PROBLEM DETAILS
Reproduce the records that follow exactly as they appear.
─── PROVIDED DATA ───
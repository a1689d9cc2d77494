//! pubq-core
//!
//! Coordination layer for a small content-publishing pipeline: restaurant
//! posts are queued for asynchronous publication to external platforms and
//! picked up by independent polling workers.
//!
//! # Module map
//! - **domain**: ids, payloads, platform results, restaurant/guestbook records
//! - **queue**: publish-queue state machine, in-memory store, pagination
//! - **store**: restaurant directory, engagement log, guestbook
//! - **worker**: polling worker group and the stale-claim sweeper
//! - **clock**: time port (SystemClock for production, FixedClock for tests)
//! - **observability**: per-state queue counts
//! - **error**: crate-wide error type

pub mod clock;
pub mod domain;
pub mod error;
pub mod observability;
pub mod queue;
pub mod store;
pub mod worker;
───
RESULT OF THE TASK
repository a1689d9cc2d77494
//! pubq-core
//!
//! Coordination layer for a small content-publishing pipeline: restaurant
//! posts are queued for asynchronous publication to external platforms and
//! picked up by independent polling workers.
//!
//! # Module map
//! - **domain**: ids, payloads, platform results, restaurant/guestbook records
//! - **queue**: publish-queue state machine, in-memory store, pagination
//! - **store**: restaurant directory, engagement log, guestbook
//! - **worker**: polling worker group and the stale-claim sweeper
//! - **clock**: time port (SystemClock for production, FixedClock for tests)
//! - **observability**: per-state queue counts
//! - **error**: crate-wide error type

pub mod clock;
pub mod domain;
pub mod error;
pub mod observability;
pub mod queue;
pub mod store;
pub mod worker;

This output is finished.